An entrepreneurial, inclusive culture that champions diversity as the engine of creativity is central to Capco’s ethos. Financial institutions are sharpening their focus on talent acquisition and retention in today’s over-heated jobs market – a task further complicated by current inflationary/cost of living pressures and employees’ embrace of hybrid working– and are also looking to explore new and more impactful ways of working to enhance their offerings to customers. What insights might you share to help them navigate that journey?

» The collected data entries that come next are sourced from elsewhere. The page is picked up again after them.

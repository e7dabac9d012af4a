//! Price derivation from raw tariff components.
//!
//! Every resolved offer gets its prices from these functions, so the
//! rounding rule is the same wherever an offer is shown.

use crate::config::ANNUAL_CONSUMPTION_KWH;

/// Round to two decimal places, half away from zero.
pub fn round2(value: f64) -> f64 {
    (value * 100.0).round() / 100.0
}

/// Yearly subscription plus the cost of [`ANNUAL_CONSUMPTION_KWH`] kWh.
pub fn annual_price(consumption_pricing: f64, subscription_cost: f64) -> f64 {
    round2(subscription_cost + consumption_pricing * ANNUAL_CONSUMPTION_KWH)
}

/// Derived from the already-rounded annual price, not from the raw inputs.
pub fn monthly_price(annual_price: f64) -> f64 {
    round2(annual_price / 12.0)
}
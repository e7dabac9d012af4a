use std::collections::BTreeSet;
use std::fmt;
use std::str::FromStr;

use serde::{Deserialize, Serialize};

use super::provider::Provider;
use crate::error::OffersError;

// ---------------------------------------------------------------------------
// OfferMetadata: Contract attributes used by the filters
// ---------------------------------------------------------------------------

#[derive(Debug, Clone, PartialEq, Eq, Serialize, Deserialize)]
#[serde(rename_all = "snake_case")]
pub struct OfferMetadata {
    pub energy_type: String,
    pub contract_duration: String,
    pub price_guarantee: String,
}

// ---------------------------------------------------------------------------
// RawOffer: Tariff record as stored in the catalog
// ---------------------------------------------------------------------------

#[derive(Debug, Clone, PartialEq, Serialize, Deserialize)]
#[serde(rename_all = "snake_case")]
pub struct RawOffer {
    pub id: String,
    pub slug: String,
    pub name: String,
    pub description: String,
    pub provider_id: String,
    /// Currency per kWh.
    pub consumption_pricing: f64,
    /// Currency per year.
    pub subscription_cost: f64,
    pub metadata: OfferMetadata,
}

// ---------------------------------------------------------------------------
// ResolvedOffer: RawOffer joined with its provider and derived prices
// ---------------------------------------------------------------------------

/// Serializes flat, exactly like the raw offer with three extra keys
/// (`provider`, `annual_price`, `monthly_price`).
#[derive(Debug, Clone, PartialEq, Serialize, Deserialize)]
pub struct ResolvedOffer {
    #[serde(flatten)]
    pub offer: RawOffer,
    pub provider: Provider,
    pub annual_price: f64,
    pub monthly_price: f64,
}

impl ResolvedOffer {
    pub fn id(&self) -> &str {
        &self.offer.id
    }

    pub fn metadata(&self) -> &OfferMetadata {
        &self.offer.metadata
    }

    /// The derived price matching the requested billing period.
    pub fn price(&self, view: PriceView) -> f64 {
        match view {
            PriceView::Monthly => self.monthly_price,
            PriceView::Annual => self.annual_price,
        }
    }

    /// True when no offer in `offers` has a lower monthly price.
    pub fn is_cheapest_in(&self, offers: &[ResolvedOffer]) -> bool {
        cheapest_monthly_price(offers).is_some_and(|min| self.monthly_price == min)
    }
}

/// Lowest monthly price in the slice, `None` when it is empty.
pub fn cheapest_monthly_price(offers: &[ResolvedOffer]) -> Option<f64> {
    offers
        .iter()
        .map(|o| o.monthly_price)
        .min_by(|a, b| a.total_cmp(b))
}

// ---------------------------------------------------------------------------
// PriceView: Billing period shown to the user
// ---------------------------------------------------------------------------

#[derive(Debug, Clone, Copy, Default, PartialEq, Eq, Serialize, Deserialize)]
#[serde(rename_all = "lowercase")]
pub enum PriceView {
    #[default]
    Monthly,
    Annual,
}

impl PriceView {
    /// Unit suffix used next to a displayed price.
    pub fn suffix(self) -> &'static str {
        match self {
            PriceView::Monthly => "/month",
            PriceView::Annual => "/year",
        }
    }
}

impl FromStr for PriceView {
    type Err = OffersError;

    fn from_str(s: &str) -> Result<Self, Self::Err> {
        match s.trim().to_ascii_lowercase().as_str() {
            "" | "monthly" => Ok(PriceView::Monthly),
            "annual" => Ok(PriceView::Annual),
            other => Err(OffersError::InvalidArgument(format!(
                "Unknown price view '{other}' (expected 'monthly' or 'annual')"
            ))),
        }
    }
}

impl fmt::Display for PriceView {
    fn fmt(&self, f: &mut fmt::Formatter<'_>) -> fmt::Result {
        match self {
            PriceView::Monthly => write!(f, "monthly"),
            PriceView::Annual => write!(f, "annual"),
        }
    }
}

// ---------------------------------------------------------------------------
// OfferFacets: Distinct values offered by the filter controls
// ---------------------------------------------------------------------------

#[derive(Debug, Clone, Default, PartialEq, Eq, Serialize, Deserialize)]
pub struct OfferFacets {
    pub providers: Vec<String>,
    pub energy_types: Vec<String>,
    pub contract_durations: Vec<String>,
    pub price_guarantees: Vec<String>,
}

impl OfferFacets {
    /// Collect sorted, de-duplicated option lists from a set of offers.
    pub fn from_offers(offers: &[ResolvedOffer]) -> Self {
        let mut providers = BTreeSet::new();
        let mut energy_types = BTreeSet::new();
        let mut contract_durations = BTreeSet::new();
        let mut price_guarantees = BTreeSet::new();

        for o in offers {
            providers.insert(o.provider.display_name.clone());
            energy_types.insert(o.offer.metadata.energy_type.clone());
            contract_durations.insert(o.offer.metadata.contract_duration.clone());
            price_guarantees.insert(o.offer.metadata.price_guarantee.clone());
        }

        Self {
            providers: providers.into_iter().collect(),
            energy_types: energy_types.into_iter().collect(),
            contract_durations: contract_durations.into_iter().collect(),
            price_guarantees: price_guarantees.into_iter().collect(),
        }
    }
}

Culture is the core of everything – but in the last couple of years culture’s been a difficult thing to demonstrate. Employees have to experience workplace culture, not just be told about it – its visceral. Some 50% of our people at Capco Canada joined during COVID – we had a townhall two weeks ago, hundreds of people showed up, and for half of them it was their very first time at such an event.
At the end of the day, my view is that business growth equals opportunity and career progression for our employees. You join for that opportunity, for the interesting work and to grow your career – but you stay for the culture. So it is key to understand what your culture actually is, and then to work hard at making it a more ‘lived’ experience. Ask yourself how will your people engage with your culture, what is their exposure to it, how do they experience it? Especially now when you don't see them – or they don't see each other – as often as before.
Every day, do you as an employee get to be yourself at work – absolutely, genuinely, truthfully, viscerally be yourself? That doesn't make you different, it makes you empowered, and our experience is that our clients embrace that quality and all the benefits that flow from it in terms of energy and creativity.
The biggest single obstacle often isn't tech, it is culture. There is an imperative to be open to change - but that doesn't mean there's a change culture in your organisation.